### Task directions
Every line in the records below that holds "bool" must be identified and copied.

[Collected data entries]

• • • •

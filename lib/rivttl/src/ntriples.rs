//! A [N-Triples](https://www.w3.org/TR/n-triples/) streaming parser implemented by [`NTriplesParser`]
//! and a serializer implemented by [`NTriplesSerializer`].

use crate::event::{ReaderEvent, Sink, StatementFlags};
use crate::line_formats::LineFormatsRecognizer;
use crate::toolkit::{Parser, ReaderIterator, SliceIterator, TurtleParseError, TurtleSyntaxError};
use rivrdf::{GraphNameRef, LiteralRef, NamedNodeRef, StatementRef, TermRef};
use std::io::{self, Read, Write};

/// A [N-Triples](https://www.w3.org/TR/n-triples/) streaming parser.
///
/// Count the number of people:
/// ```
/// use rivrdf::vocab::rdf;
/// use rivrdf::{NamedNodeRef, TermRef};
/// use rivttl::NTriplesParser;
///
/// let file = r#"<http://example.com/foo> <http://www.w3.org/1999/02/22-rdf-syntax-ns#type> <http://schema.org/Person> .
/// <http://example.com/foo> <http://schema.org/name> "Foo" .
/// <http://example.com/bar> <http://www.w3.org/1999/02/22-rdf-syntax-ns#type> <http://schema.org/Person> .
/// <http://example.com/bar> <http://schema.org/name> "Bar" ."#;
///
/// let schema_person = NamedNodeRef::new("http://schema.org/Person")?;
/// let mut count = 0;
/// for event in NTriplesParser::new().for_reader(file.as_bytes()) {
///     if let Some(statement) = event?.into_statement() {
///         if statement.predicate.as_ref() == rdf::TYPE
///             && statement.object.as_ref() == TermRef::NamedNode(schema_person)
///         {
///             count += 1;
///         }
///     }
/// }
/// assert_eq!(2, count);
/// # Result::<_, Box<dyn std::error::Error>>::Ok(())
/// ```
#[derive(Default, Clone)]
#[must_use]
pub struct NTriplesParser {
    lenient: bool,
    variables: bool,
}

impl NTriplesParser {
    /// Builds a new [`NTriplesParser`].
    #[inline]
    pub fn new() -> Self {
        Self::default()
    }

    /// Recovers from syntax errors by skipping to the next line instead of
    /// failing the document. IRI and UTF-8 validations are also relaxed.
    #[inline]
    pub fn lenient(mut self) -> Self {
        self.lenient = true;
        self
    }

    /// Accepts `?name` and `$name` variables in any term position.
    #[inline]
    pub fn with_variables(mut self) -> Self {
        self.variables = true;
        self
    }

    /// Parses a N-Triples file from a [`Read`] implementation.
    pub fn for_reader<R: Read>(self, reader: R) -> ReaderNTriplesParser<R> {
        ReaderNTriplesParser {
            inner: self.low_level().parser.for_reader(reader),
        }
    }

    /// Parses a N-Triples file from a byte slice.
    pub fn for_slice(self, slice: &(impl AsRef<[u8]> + ?Sized)) -> SliceNTriplesParser<'_> {
        SliceNTriplesParser {
            inner: LineFormatsRecognizer::new_parser(
                slice.as_ref(),
                true,
                false,
                self.variables,
                self.lenient,
            )
            .into_iter(),
        }
    }

    /// Allows to parse a N-Triples file by using a low-level API.
    pub fn low_level(self) -> LowLevelNTriplesParser {
        LowLevelNTriplesParser {
            parser: LineFormatsRecognizer::new_parser(
                Vec::new(),
                false,
                false,
                self.variables,
                self.lenient,
            ),
        }
    }
}

/// Parses a N-Triples file from a [`Read`] implementation.
///
/// Can be built using [`NTriplesParser::for_reader`].
#[must_use]
pub struct ReaderNTriplesParser<R: Read> {
    inner: ReaderIterator<R, LineFormatsRecognizer>,
}

impl<R: Read> Iterator for ReaderNTriplesParser<R> {
    type Item = Result<ReaderEvent, TurtleParseError>;

    fn next(&mut self) -> Option<Self::Item> {
        Some(self.inner.next()?.map(|(mut event, position)| {
            event.set_caret(position.start);
            event
        }))
    }
}

/// Parses a N-Triples file from a byte slice.
///
/// Can be built using [`NTriplesParser::for_slice`].
#[must_use]
pub struct SliceNTriplesParser<'a> {
    inner: SliceIterator<'a, LineFormatsRecognizer>,
}

impl Iterator for SliceNTriplesParser<'_> {
    type Item = Result<ReaderEvent, TurtleSyntaxError>;

    fn next(&mut self) -> Option<Self::Item> {
        Some(self.inner.next()?.map(|(mut event, position)| {
            event.set_caret(position.start);
            event
        }))
    }
}

/// Parses a N-Triples file by using a low-level API.
///
/// Can be built using [`NTriplesParser::low_level`].
pub struct LowLevelNTriplesParser {
    pub(crate) parser: Parser<Vec<u8>, LineFormatsRecognizer>,
}

impl LowLevelNTriplesParser {
    /// Adds some extra bytes to the parser. Should be called when [`parse_next`](Self::parse_next) returns [`None`] and there is still unread data.
    pub fn extend_from_slice(&mut self, other: &[u8]) {
        self.parser.extend_from_slice(other)
    }

    /// Tells the parser that the file is finished.
    pub fn end(&mut self) {
        self.parser.end()
    }

    /// Returns if the parsing is finished.
    pub fn is_end(&self) -> bool {
        self.parser.is_end()
    }

    /// Attempts to parse a new event from the already provided data.
    pub fn parse_next(&mut self) -> Option<Result<ReaderEvent, TurtleSyntaxError>> {
        Some(self.parser.parse_next()?.map(|(mut event, position)| {
            event.set_caret(position.start);
            event
        }))
    }
}

/// A [N-Triples](https://www.w3.org/TR/n-triples/) serializer.
///
/// ```
/// use rivrdf::vocab::rdf;
/// use rivrdf::{NamedNodeRef, StatementRef};
/// use rivttl::NTriplesSerializer;
///
/// let mut serializer = NTriplesSerializer::new().for_writer(Vec::new());
/// serializer.serialize_statement(StatementRef::triple(
///     NamedNodeRef::new("http://example.com#me")?,
///     rdf::TYPE,
///     NamedNodeRef::new("http://schema.org/Person")?,
/// ))?;
/// assert_eq!(
///     b"<http://example.com#me> <http://www.w3.org/1999/02/22-rdf-syntax-ns#type> <http://schema.org/Person> .\n",
///     serializer.finish()?.as_slice()
/// );
/// # Result::<_, Box<dyn std::error::Error>>::Ok(())
/// ```
#[derive(Default, Clone)]
#[must_use]
pub struct NTriplesSerializer {
    ascii: bool,
}

impl NTriplesSerializer {
    /// Builds a new [`NTriplesSerializer`].
    #[inline]
    pub fn new() -> Self {
        Self::default()
    }

    /// Escapes all non-ASCII characters with `\u`/`\U` escapes.
    #[inline]
    pub fn ascii(mut self) -> Self {
        self.ascii = true;
        self
    }

    /// Writes a N-Triples file to a [`Write`] implementation.
    pub fn for_writer<W: Write>(self, writer: W) -> WriterNTriplesSerializer<W> {
        WriterNTriplesSerializer {
            writer,
            low_level: self.low_level(),
        }
    }

    /// Builds a low-level N-Triples serializer, the caller passes the output on each call.
    pub fn low_level(self) -> LowLevelNTriplesSerializer {
        LowLevelNTriplesSerializer { ascii: self.ascii }
    }
}

/// Writes a N-Triples file to a [`Write`] implementation.
///
/// Can be built using [`NTriplesSerializer::for_writer`].
#[must_use]
pub struct WriterNTriplesSerializer<W: Write> {
    writer: W,
    low_level: LowLevelNTriplesSerializer,
}

impl<W: Write> WriterNTriplesSerializer<W> {
    /// Writes an extra statement.
    ///
    /// Fails on statements in a named graph: use the N-Quads serializer.
    pub fn serialize_statement<'a>(&mut self, s: impl Into<StatementRef<'a>>) -> io::Result<()> {
        self.low_level.serialize_statement(s.into(), &mut self.writer)
    }

    /// Ends the write process and returns the underlying [`Write`].
    pub fn finish(mut self) -> io::Result<W> {
        self.writer.flush()?;
        Ok(self.writer)
    }
}

impl<W: Write> Sink for WriterNTriplesSerializer<W> {
    type Error = io::Error;

    fn statement(&mut self, statement: StatementRef<'_>, _flags: StatementFlags) -> io::Result<()> {
        self.low_level.serialize_statement(statement, &mut self.writer)
    }
}

/// Writes a N-Triples file by using a low-level API.
///
/// Can be built using [`NTriplesSerializer::low_level`].
pub struct LowLevelNTriplesSerializer {
    ascii: bool,
}

impl LowLevelNTriplesSerializer {
    /// Writes an extra statement.
    ///
    /// Fails on statements in a named graph: use the N-Quads serializer.
    pub fn serialize_statement(
        &mut self,
        s: StatementRef<'_>,
        mut writer: impl Write,
    ) -> io::Result<()> {
        if !s.graph_name.is_default_graph() {
            return Err(io::Error::new(
                io::ErrorKind::InvalidInput,
                "N-Triples does not support named graphs, use the N-Quads serializer",
            ));
        }
        write_statement_line(s, false, self.ascii, &mut writer)
    }
}

/// Writes one `subject predicate object [graph] .` line.
pub(crate) fn write_statement_line(
    s: StatementRef<'_>,
    with_graph_name: bool,
    ascii: bool,
    writer: &mut impl Write,
) -> io::Result<()> {
    write_term(s.subject.into(), ascii, writer)?;
    writer.write_all(b" ")?;
    write_term(s.predicate.into(), ascii, writer)?;
    writer.write_all(b" ")?;
    write_term(s.object, ascii, writer)?;
    if with_graph_name {
        match s.graph_name {
            GraphNameRef::NamedNode(node) => {
                writer.write_all(b" ")?;
                write_term(node.into(), ascii, writer)?;
            }
            GraphNameRef::BlankNode(node) => {
                writer.write_all(b" ")?;
                write_term(node.into(), ascii, writer)?;
            }
            GraphNameRef::Variable(variable) => {
                writer.write_all(b" ")?;
                write_term(variable.into(), ascii, writer)?;
            }
            GraphNameRef::DefaultGraph => (),
        }
    }
    writer.write_all(b" .\n")
}

fn write_term(term: TermRef<'_>, ascii: bool, writer: &mut impl Write) -> io::Result<()> {
    if !ascii {
        // The Display implementations already write the N-Triples form
        return write!(writer, "{term}");
    }
    match term {
        TermRef::NamedNode(node) => write_iri(node, writer),
        TermRef::BlankNode(node) => write!(writer, "{node}"),
        TermRef::Literal(literal) => write_literal(literal, writer),
        TermRef::Variable(variable) => write!(writer, "{variable}"),
    }
}

fn write_iri(node: NamedNodeRef<'_>, writer: &mut impl Write) -> io::Result<()> {
    writer.write_all(b"<")?;
    for c in node.as_str().chars() {
        if c.is_ascii() {
            write!(writer, "{c}")?;
        } else {
            write_u_escape(c, writer)?;
        }
    }
    writer.write_all(b">")
}

fn write_literal(literal: LiteralRef<'_>, writer: &mut impl Write) -> io::Result<()> {
    writer.write_all(b"\"")?;
    for c in literal.value().chars() {
        match c {
            '\u{08}' => writer.write_all(b"\\b")?,
            '\t' => writer.write_all(b"\\t")?,
            '\n' => writer.write_all(b"\\n")?,
            '\u{0C}' => writer.write_all(b"\\f")?,
            '\r' => writer.write_all(b"\\r")?,
            '"' => writer.write_all(b"\\\"")?,
            '\\' => writer.write_all(b"\\\\")?,
            c if c.is_ascii_graphic() || c == ' ' => write!(writer, "{c}")?,
            c => write_u_escape(c, writer)?,
        }
    }
    writer.write_all(b"\"")?;
    if let Some(language) = literal.language() {
        write!(writer, "@{language}")
    } else if literal.is_plain() {
        Ok(())
    } else {
        writer.write_all(b"^^")?;
        write_iri(literal.datatype(), writer)
    }
}

fn write_u_escape(c: char, writer: &mut impl Write) -> io::Result<()> {
    let code = u32::from(c);
    if code <= 0xFFFF {
        write!(writer, "\\u{code:04X}")
    } else {
        write!(writer, "\\U{code:08X}")
    }
}

#[cfg(test)]
mod tests {
    use super::*;
    use rivrdf::BlankNodeRef;

    #[test]
    fn test_write() -> io::Result<()> {
        let mut serializer = NTriplesSerializer::new().for_writer(Vec::new());
        serializer.serialize_statement(StatementRef::triple(
            NamedNodeRef::new_unchecked("http://example.com/s"),
            NamedNodeRef::new_unchecked("http://example.com/p"),
            BlankNodeRef::new_unchecked("b1"),
        ))?;
        serializer.serialize_statement(StatementRef::triple(
            BlankNodeRef::new_unchecked("b1"),
            NamedNodeRef::new_unchecked("http://example.com/p"),
            LiteralRef::new_simple_literal("foo\nbar"),
        ))?;
        assert_eq!(
            String::from_utf8(serializer.finish()?).unwrap(),
            "<http://example.com/s> <http://example.com/p> _:b1 .\n_:b1 <http://example.com/p> \"foo\\nbar\" .\n"
        );
        Ok(())
    }

    #[test]
    fn test_write_ascii() -> io::Result<()> {
        let mut serializer = NTriplesSerializer::new().ascii().for_writer(Vec::new());
        serializer.serialize_statement(StatementRef::triple(
            NamedNodeRef::new_unchecked("http://example.com/caf\u{E9}"),
            NamedNodeRef::new_unchecked("http://example.com/p"),
            LiteralRef::new_simple_literal("caf\u{E9} \u{1F600}"),
        ))?;
        assert_eq!(
            String::from_utf8(serializer.finish()?).unwrap(),
            "<http://example.com/caf\\u00E9> <http://example.com/p> \"caf\\u00E9 \\U0001F600\" .\n"
        );
        Ok(())
    }

    #[test]
    fn test_named_graph_is_rejected() {
        let mut serializer = NTriplesSerializer::new().low_level();
        let error = serializer
            .serialize_statement(
                StatementRef::new(
                    NamedNodeRef::new_unchecked("http://example.com/s"),
                    NamedNodeRef::new_unchecked("http://example.com/p"),
                    NamedNodeRef::new_unchecked("http://example.com/o"),
                    NamedNodeRef::new_unchecked("http://example.com/g"),
                ),
                Vec::new(),
            )
            .unwrap_err();
        assert_eq!(error.kind(), io::ErrorKind::InvalidInput);
    }
}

• • • •

### Solution to the exercise
    lenient: bool,
    variables: bool,
    pub fn is_end(&self) -> bool {
    ascii: bool,
    ascii: bool,
    with_graph_name: bool,
    ascii: bool,
fn write_term(term: TermRef<'_>, ascii: bool, writer: &mut impl Write) -> io::Result<()> {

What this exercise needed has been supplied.